Also with the crank at 3 o'clock, the camshafts keyways are exactly facing each other at 3 o'clock and 9 o'clock. However, with the sprockets installed, you cannot see the keyways anymore so you never truly know if you got them right.
Image

Camshaft keyways are 5.75mm (0.225")
Image

Since I did install the camshaft sprockets this way last time, I noticed markings (dark areas) on the mating surfaces between the sprockets and the camshafts. It indicated the intake camshaft sprocket was slightly off, maybe 1-1/2 or 2 degrees. The engine ran fine but I know these are interference engines. Luckily, there as no valve/piston contact this time but it does worry me. Notice that the spoke across from the keyway marking has some numbers stamped in it. Both sprockets are the same.
Image

I've come up with an sure-fire installation trick that I plan to implement with this installation. I'll drill to tiny holes 1.5mm (1/16") in each sprocket (as shown) and insert two alignment pins just for installation.
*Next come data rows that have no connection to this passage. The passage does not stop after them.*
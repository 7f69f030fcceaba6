use am_core::CoreError;
use am_core::ease::Damped;
use am_core::frame::{FrameBuffer, GlyphGrid};
use am_core::ramp::GlyphRamp;
use am_scene::SceneRenderer;
use glam::Vec2;

use crate::validity::ValidityState;

/// Monospace cell aspect: a glyph cell is 0.6 em wide per 1 em tall.
pub const CELL_WIDTH_RATIO: f32 = 0.6;
/// Per-frame fraction the hue closes toward the pointer-derived angle.
const HUE_FACTOR: f32 = 0.075;
/// The content heuristic inspects every 100th pixel of the sampling canvas.
const CONTENT_SAMPLE_STRIDE: usize = 100;
/// More than this many sampled pixels must be non-transparent.
const CONTENT_MIN_HITS: u32 = 10;
/// Fade-in duration once content is first detected.
const FADE_SECS: f32 = 1.5;

/// What `capture_frame` did with the scene's output.
#[derive(Clone, Copy, Debug, PartialEq, Eq)]
pub enum CaptureOutcome {
    /// The glyph grid was rebuilt from this frame.
    Updated,
    /// The frame was dropped (warm-up, zero-sized surface, failed
    /// readback, or no sampled content). The previous grid contents stand.
    Skipped,
}

/// Converts rendered frames into the glyph overlay.
///
/// Owns the sampling canvas, the glyph grid, the validity gating, and the
/// pointer-driven hue rotation. Every per-frame failure is absorbed here:
/// `capture_frame` reports `Skipped` instead of surfacing an error, because
/// a dropped frame is invisible while a crashed loop is not.
pub struct AsciiCompositor {
    font_size: f32,
    ramp: GlyphRamp,
    invert: bool,
    width: f32,
    height: f32,
    cols: u16,
    rows: u16,
    sample: FrameBuffer,
    grid: GlyphGrid,
    validity: ValidityState,
    hue: Damped,
    visible_since: Option<f32>,
}

impl AsciiCompositor {
    /// Build a compositor with no surface yet; `set_size` attaches one.
    #[must_use]
    pub fn new(ascii_font_size: f32, charset: &str, invert: bool) -> Self {
        Self {
            font_size: ascii_font_size.max(1.0),
            ramp: GlyphRamp::new(charset),
            invert,
            width: 0.0,
            height: 0.0,
            cols: 0,
            rows: 0,
            sample: FrameBuffer::new(0, 0),
            grid: GlyphGrid::new(0, 0),
            validity: ValidityState::new(),
            hue: Damped::new(0.0, HUE_FACTOR),
            visible_since: None,
        }
    }

    /// Resize the overlay surface. Dimensions are floored to whole pixels;
    /// non-positive sizes detach the surface until a real size arrives.
    ///
    /// Calling twice with the same size is a no-op: the sampling canvas and
    /// grid allocations are reused whenever the cell count is unchanged.
    pub fn set_size(&mut self, width: f32, height: f32) {
        self.width = width.floor().max(0.0);
        self.height = height.floor().max(0.0);
        self.rebuild_grid();
    }

    /// Change the overlay font size and re-derive the cell grid.
    pub fn set_font_size(&mut self, ascii_font_size: f32) {
        self.font_size = ascii_font_size.max(1.0);
        self.rebuild_grid();
    }

    /// Flip the luminance→glyph mapping. Takes effect next frame.
    pub fn set_invert(&mut self, invert: bool) {
        self.invert = invert;
    }

    /// Replace the glyph ramp. Grid and validity state are untouched.
    pub fn set_ramp(&mut self, charset: &str) {
        self.ramp = GlyphRamp::new(charset);
    }

    fn rebuild_grid(&mut self) {
        let cols = (self.width / (self.font_size * CELL_WIDTH_RATIO)) as u16;
        let rows = (self.height / self.font_size) as u16;
        if cols == self.cols && rows == self.rows {
            return;
        }
        self.cols = cols;
        self.rows = rows;
        self.sample = FrameBuffer::new(u32::from(cols), u32::from(rows));
        self.grid = GlyphGrid::new(cols, rows);
        log::debug!("overlay grid {cols}×{rows} at font size {}", self.font_size);
    }

    /// Render one frame through the scene and rebuild the glyph grid.
    ///
    /// `pointer_px` is the pointer position in surface pixels; it drives
    /// both the mesh rotation (normalized) and the hue angle (relative to
    /// the surface center).
    pub fn capture_frame(
        &mut self,
        scene: &mut SceneRenderer,
        elapsed_secs: f32,
        pointer_px: Vec2,
    ) -> CaptureOutcome {
        let pointer_norm = if self.width > 0.0 && self.height > 0.0 {
            Vec2::new(pointer_px.x / self.width, pointer_px.y / self.height)
        } else {
            Vec2::splat(0.5)
        };
        let frame = scene.render_frame(elapsed_secs, pointer_norm);

        // First frames carry initialization garbage; render them, never
        // sample them.
        if self.validity.begin_frame() {
            return CaptureOutcome::Skipped;
        }
        if self.cols == 0 || self.rows == 0 {
            return CaptureOutcome::Skipped;
        }
        if frame.width == 0 || frame.height == 0 {
            self.validity.record_invalid();
            return CaptureOutcome::Skipped;
        }
        if let Err(err) = readback(&mut self.sample, frame) {
            // Transient; the next frame retries from scratch.
            log::debug!("frame readback dropped: {err}");
            self.validity.record_invalid();
            return CaptureOutcome::Skipped;
        }

        // No content, no update: the overlay freezes on the last valid
        // frame instead of blanking out on a transient transparent one.
        if content_hits(&self.sample) <= CONTENT_MIN_HITS {
            self.validity.record_invalid();
            return CaptureOutcome::Skipped;
        }
        if self.validity.record_valid() {
            self.visible_since = Some(elapsed_secs);
            log::info!(
                "overlay visible after {} frames",
                self.validity.frame_count()
            );
        }

        self.asciify();

        if self.validity.is_visible() {
            let dx = pointer_px.x - self.width / 2.0;
            let dy = pointer_px.y - self.height / 2.0;
            self.hue.step(dy.atan2(dx).to_degrees());
        }

        CaptureOutcome::Updated
    }

    /// Map every sampled pixel to a ramp glyph. The grid is rebuilt whole;
    /// no diffing against the previous frame.
    fn asciify(&mut self) {
        for cy in 0..self.rows {
            for cx in 0..self.cols {
                let (r, g, b, a) = self.sample.pixel(u32::from(cx), u32::from(cy));
                self.grid.set(cx, cy, self.ramp.map_pixel(r, g, b, a, self.invert));
            }
        }
    }

    /// The current glyph grid.
    #[must_use]
    pub fn grid(&self) -> &GlyphGrid {
        &self.grid
    }

    /// The downsampled frame behind the grid, for per-cell coloring.
    #[must_use]
    pub fn sample(&self) -> &FrameBuffer {
        &self.sample
    }

    /// Grid dimensions in cells (columns, rows).
    #[must_use]
    pub fn cell_dims(&self) -> (u16, u16) {
        (self.cols, self.rows)
    }

    /// True once any frame has passed the content heuristic.
    #[must_use]
    pub fn is_visible(&self) -> bool {
        self.validity.is_visible()
    }

    /// Lifecycle stage, for status display.
    #[must_use]
    pub fn stage(&self) -> crate::validity::Stage {
        self.validity.stage()
    }

    /// Smoothed hue rotation in degrees.
    #[must_use]
    pub fn hue_degrees(&self) -> f32 {
        self.hue.value()
    }

    /// The hue filter in wire format, one decimal place.
    ///
    /// # Example
    /// ```
    /// use am_ascii::AsciiCompositor;
    /// let c = AsciiCompositor::new(8.0, " .:#@", false);
    /// assert_eq!(c.filter_value(), "hue-rotate(0.0deg)");
    /// ```
    #[must_use]
    pub fn filter_value(&self) -> String {
        format!("hue-rotate({:.1}deg)", self.hue.value())
    }

    /// Overlay opacity at the given time: 0 until content is detected,
    /// then an ease-in-out ramp to 1 over the fade duration.
    #[must_use]
    pub fn opacity(&self, elapsed_secs: f32) -> f32 {
        match self.visible_since {
            None => 0.0,
            Some(t0) => {
                let x = ((elapsed_secs - t0) / FADE_SECS).clamp(0.0, 1.0);
                x * x * (3.0 - 2.0 * x)
            }
        }
    }
}

/// Nearest-neighbor downsample of the rendered frame into the sampling
/// canvas. Smoothing would blur glyph boundaries, so each cell takes the
/// single frame pixel its center maps onto.
fn readback(sample: &mut FrameBuffer, frame: &FrameBuffer) -> Result<(), CoreError> {
    if sample.width == 0 || sample.height == 0 {
        return Err(CoreError::Readback("sampling canvas is empty".into()));
    }
    for cy in 0..sample.height {
        let py = cy * frame.height / sample.height;
        for cx in 0..sample.width {
            let px = cx * frame.width / sample.width;
            sample.set_pixel(cx, cy, frame.pixel(px, py));
        }
    }
    Ok(())
}

/// Alpha-probe every 100th pixel of the sampling canvas and count hits.
fn content_hits(sample: &FrameBuffer) -> u32 {
    sample
        .data
        .iter()
        .skip(3)
        .step_by(CONTENT_SAMPLE_STRIDE * 4)
        .filter(|&&a| a > 0)
        .count() as u32
}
The keyway is 5.75mm wide, so I'll drill holes that make the pins span ~5.7mm. This will guarantee the sprockets will go on correctly. I doubt two tiny holes will impact the structure of the sprockets. I'll remove the pins afterward to prevent them from falling out.
Image

I think it would be wise to let the machinist drill the holes. I can probably get them right on my drill press, but I think the machinist has a better chance. The machinist may talk me into drilling a single 5.75mm (0.225") hole and install a single 5.75mm pin in each sprocket and leaving it there. The bolt will cover a portion of the 5.75mm diameter pin.

Dean.

_________________
2005 Jeep Liberty 2.8L CRD 248
Kona, Hawaii (Big Island) USA

Changed Turbo.
100,000-mile service.
Replaced harmonic balancer.
Noise in front axle or 3rd member - removed loose chain in transfer case.
Rebuilt engine - replaced #3 cylinder, piston, valves, head repair. Removed EGR.
Sheared bolts on TC. Replaced flex plate, TC, bolts.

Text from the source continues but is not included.